(DATA TO PROCESS)
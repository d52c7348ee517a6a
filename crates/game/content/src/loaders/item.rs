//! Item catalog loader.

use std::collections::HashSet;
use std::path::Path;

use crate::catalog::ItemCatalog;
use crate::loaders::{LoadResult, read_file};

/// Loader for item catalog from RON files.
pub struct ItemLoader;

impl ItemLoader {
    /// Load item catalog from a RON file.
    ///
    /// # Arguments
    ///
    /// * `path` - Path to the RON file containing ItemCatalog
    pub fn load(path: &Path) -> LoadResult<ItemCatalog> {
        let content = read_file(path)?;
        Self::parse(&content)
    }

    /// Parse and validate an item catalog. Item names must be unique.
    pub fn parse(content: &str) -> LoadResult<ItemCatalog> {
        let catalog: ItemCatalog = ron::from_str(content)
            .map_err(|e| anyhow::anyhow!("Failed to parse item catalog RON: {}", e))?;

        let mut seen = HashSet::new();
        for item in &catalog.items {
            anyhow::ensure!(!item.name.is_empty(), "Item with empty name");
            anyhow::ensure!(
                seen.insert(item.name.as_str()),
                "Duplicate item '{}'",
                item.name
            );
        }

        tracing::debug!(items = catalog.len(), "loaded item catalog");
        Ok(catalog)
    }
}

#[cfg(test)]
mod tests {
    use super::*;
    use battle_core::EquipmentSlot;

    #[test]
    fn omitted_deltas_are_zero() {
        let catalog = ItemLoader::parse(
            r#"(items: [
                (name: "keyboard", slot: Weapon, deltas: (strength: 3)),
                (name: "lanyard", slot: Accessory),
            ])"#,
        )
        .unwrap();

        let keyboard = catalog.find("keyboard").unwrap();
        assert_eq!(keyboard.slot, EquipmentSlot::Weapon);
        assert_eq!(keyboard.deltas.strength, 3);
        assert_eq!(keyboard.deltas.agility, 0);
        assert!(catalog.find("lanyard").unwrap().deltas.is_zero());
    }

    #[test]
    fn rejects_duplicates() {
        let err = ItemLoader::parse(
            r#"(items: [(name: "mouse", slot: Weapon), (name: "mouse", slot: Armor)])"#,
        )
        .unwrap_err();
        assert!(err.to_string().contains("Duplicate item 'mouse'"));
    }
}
(End DATA TO PROCESS)
(DATA TO PROCESS)
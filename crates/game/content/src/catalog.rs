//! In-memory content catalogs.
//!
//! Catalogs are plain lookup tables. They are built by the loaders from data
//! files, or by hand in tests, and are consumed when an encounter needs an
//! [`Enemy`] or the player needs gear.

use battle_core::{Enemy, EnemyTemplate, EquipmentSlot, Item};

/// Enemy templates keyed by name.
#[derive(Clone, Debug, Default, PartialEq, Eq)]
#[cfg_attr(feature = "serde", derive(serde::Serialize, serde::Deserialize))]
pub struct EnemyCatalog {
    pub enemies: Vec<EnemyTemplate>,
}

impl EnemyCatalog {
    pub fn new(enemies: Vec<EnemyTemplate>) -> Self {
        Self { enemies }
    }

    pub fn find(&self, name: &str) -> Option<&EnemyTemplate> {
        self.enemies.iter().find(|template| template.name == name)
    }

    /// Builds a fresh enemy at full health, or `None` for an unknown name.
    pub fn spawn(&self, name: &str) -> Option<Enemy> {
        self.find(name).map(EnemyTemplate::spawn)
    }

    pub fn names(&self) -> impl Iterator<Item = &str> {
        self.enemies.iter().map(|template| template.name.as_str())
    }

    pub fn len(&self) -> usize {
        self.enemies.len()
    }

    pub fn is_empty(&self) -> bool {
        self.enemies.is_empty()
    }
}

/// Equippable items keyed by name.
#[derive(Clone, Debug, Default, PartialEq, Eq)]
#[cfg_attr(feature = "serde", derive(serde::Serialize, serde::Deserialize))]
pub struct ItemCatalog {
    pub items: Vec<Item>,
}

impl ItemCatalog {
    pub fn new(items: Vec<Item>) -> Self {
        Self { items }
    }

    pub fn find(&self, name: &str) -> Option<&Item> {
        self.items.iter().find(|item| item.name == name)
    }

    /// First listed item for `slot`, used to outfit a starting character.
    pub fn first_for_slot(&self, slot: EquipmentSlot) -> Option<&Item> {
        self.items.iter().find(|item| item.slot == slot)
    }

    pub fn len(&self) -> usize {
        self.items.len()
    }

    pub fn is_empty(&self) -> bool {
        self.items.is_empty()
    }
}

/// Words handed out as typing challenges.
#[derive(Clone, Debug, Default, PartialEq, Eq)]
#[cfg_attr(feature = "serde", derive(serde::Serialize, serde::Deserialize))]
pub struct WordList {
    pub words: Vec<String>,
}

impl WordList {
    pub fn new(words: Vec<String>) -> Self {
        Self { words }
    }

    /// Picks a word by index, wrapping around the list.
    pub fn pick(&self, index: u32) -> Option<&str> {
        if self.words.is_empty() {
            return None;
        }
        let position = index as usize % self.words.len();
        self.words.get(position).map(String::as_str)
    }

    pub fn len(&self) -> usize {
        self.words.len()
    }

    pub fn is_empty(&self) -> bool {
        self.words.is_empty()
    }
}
(End DATA TO PROCESS)
(DATA TO PROCESS)
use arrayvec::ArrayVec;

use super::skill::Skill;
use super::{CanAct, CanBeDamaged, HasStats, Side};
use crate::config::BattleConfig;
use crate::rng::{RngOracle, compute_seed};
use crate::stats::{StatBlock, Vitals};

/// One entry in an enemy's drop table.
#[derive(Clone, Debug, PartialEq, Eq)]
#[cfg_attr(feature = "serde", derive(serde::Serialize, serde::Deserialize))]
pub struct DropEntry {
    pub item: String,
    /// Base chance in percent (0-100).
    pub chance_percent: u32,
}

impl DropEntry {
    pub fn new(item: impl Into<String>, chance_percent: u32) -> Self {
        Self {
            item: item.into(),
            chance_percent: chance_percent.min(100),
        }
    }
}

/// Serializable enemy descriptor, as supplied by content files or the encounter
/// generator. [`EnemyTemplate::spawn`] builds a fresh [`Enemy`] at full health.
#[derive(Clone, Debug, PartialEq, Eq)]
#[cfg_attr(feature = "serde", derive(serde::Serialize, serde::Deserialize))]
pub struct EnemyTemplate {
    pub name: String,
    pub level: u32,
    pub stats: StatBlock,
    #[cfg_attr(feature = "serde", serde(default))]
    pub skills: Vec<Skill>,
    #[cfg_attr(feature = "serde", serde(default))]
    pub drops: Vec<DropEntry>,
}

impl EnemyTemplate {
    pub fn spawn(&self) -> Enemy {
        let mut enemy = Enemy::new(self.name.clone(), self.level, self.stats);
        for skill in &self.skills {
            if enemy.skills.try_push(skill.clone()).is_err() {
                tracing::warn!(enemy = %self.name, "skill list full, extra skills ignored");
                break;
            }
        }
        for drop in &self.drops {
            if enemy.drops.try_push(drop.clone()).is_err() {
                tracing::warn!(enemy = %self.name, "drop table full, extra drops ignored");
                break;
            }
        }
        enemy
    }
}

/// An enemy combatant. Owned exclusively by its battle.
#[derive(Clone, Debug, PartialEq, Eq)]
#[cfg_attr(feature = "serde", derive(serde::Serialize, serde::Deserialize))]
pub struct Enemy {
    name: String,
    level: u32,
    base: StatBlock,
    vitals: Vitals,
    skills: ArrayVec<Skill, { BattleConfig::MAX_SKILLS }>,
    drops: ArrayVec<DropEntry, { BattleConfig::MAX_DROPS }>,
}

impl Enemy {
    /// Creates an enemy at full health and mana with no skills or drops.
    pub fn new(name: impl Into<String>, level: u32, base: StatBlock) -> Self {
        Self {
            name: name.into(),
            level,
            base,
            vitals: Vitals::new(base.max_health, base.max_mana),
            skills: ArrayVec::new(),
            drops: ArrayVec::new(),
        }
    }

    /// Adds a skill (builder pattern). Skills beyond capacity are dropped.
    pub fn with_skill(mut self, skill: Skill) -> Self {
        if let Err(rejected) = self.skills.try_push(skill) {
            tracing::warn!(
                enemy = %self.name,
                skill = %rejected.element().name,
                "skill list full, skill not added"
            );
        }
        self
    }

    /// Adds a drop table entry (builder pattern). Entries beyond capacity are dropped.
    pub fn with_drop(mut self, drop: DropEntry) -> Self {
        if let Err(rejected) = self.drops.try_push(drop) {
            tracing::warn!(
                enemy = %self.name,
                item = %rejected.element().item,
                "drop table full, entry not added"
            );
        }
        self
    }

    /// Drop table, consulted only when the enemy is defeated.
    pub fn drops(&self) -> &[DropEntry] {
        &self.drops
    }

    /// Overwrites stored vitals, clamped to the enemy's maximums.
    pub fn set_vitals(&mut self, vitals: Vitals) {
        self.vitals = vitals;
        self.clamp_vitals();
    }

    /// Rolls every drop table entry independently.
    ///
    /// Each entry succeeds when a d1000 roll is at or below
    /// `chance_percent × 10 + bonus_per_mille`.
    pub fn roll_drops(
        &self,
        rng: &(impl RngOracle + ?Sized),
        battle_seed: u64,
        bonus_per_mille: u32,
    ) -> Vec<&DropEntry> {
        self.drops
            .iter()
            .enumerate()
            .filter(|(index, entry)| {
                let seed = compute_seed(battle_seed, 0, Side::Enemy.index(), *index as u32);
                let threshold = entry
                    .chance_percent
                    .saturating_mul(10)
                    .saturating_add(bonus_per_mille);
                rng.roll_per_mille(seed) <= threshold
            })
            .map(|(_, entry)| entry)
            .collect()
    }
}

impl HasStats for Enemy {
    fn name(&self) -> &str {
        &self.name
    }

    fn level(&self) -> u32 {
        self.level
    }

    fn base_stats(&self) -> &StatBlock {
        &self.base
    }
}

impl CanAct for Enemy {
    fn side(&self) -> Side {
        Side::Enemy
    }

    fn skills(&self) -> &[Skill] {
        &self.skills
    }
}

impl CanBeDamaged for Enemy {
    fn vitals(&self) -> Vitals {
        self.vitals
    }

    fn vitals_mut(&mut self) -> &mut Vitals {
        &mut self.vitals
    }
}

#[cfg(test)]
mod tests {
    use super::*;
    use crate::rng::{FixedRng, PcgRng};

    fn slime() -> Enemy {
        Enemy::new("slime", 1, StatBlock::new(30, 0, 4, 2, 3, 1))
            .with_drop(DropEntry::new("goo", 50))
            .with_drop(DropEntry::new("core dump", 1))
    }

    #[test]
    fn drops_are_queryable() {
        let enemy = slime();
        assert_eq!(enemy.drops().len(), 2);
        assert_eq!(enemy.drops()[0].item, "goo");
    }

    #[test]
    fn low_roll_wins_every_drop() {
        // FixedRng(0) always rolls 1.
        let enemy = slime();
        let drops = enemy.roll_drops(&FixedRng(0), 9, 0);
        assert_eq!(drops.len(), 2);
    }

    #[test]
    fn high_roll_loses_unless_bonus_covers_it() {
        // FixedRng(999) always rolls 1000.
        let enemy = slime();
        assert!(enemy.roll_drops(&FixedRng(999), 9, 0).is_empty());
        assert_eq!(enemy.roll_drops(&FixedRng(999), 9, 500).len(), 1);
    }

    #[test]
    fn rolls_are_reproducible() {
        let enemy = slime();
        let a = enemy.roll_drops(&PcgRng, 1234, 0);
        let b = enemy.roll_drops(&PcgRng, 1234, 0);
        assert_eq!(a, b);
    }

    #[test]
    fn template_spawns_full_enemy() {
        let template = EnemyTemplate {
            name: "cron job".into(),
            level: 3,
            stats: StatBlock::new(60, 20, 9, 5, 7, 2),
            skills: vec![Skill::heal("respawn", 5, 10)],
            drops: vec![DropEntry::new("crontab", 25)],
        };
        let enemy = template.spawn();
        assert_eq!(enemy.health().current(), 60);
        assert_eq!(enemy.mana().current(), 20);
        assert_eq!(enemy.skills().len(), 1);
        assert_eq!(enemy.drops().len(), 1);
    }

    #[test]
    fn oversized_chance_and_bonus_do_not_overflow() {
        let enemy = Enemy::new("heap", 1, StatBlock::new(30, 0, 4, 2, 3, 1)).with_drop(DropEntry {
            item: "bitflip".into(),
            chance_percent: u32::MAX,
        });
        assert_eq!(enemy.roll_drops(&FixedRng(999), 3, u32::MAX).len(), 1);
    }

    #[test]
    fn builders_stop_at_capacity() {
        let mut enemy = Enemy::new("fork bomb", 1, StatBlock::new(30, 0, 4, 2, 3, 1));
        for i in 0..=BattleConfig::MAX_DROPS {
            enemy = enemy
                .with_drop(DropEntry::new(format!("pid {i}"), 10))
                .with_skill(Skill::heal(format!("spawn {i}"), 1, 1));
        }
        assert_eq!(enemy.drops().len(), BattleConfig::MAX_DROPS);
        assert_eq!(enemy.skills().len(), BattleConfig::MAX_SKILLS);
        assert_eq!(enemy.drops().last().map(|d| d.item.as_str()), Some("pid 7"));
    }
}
(End DATA TO PROCESS)
WHAT IS EXPECTED: Which lines above contain the word "element"? Copy each of them.

ANSWER SECTION:
                skill = %rejected.element().name,
                item = %rejected.element().item,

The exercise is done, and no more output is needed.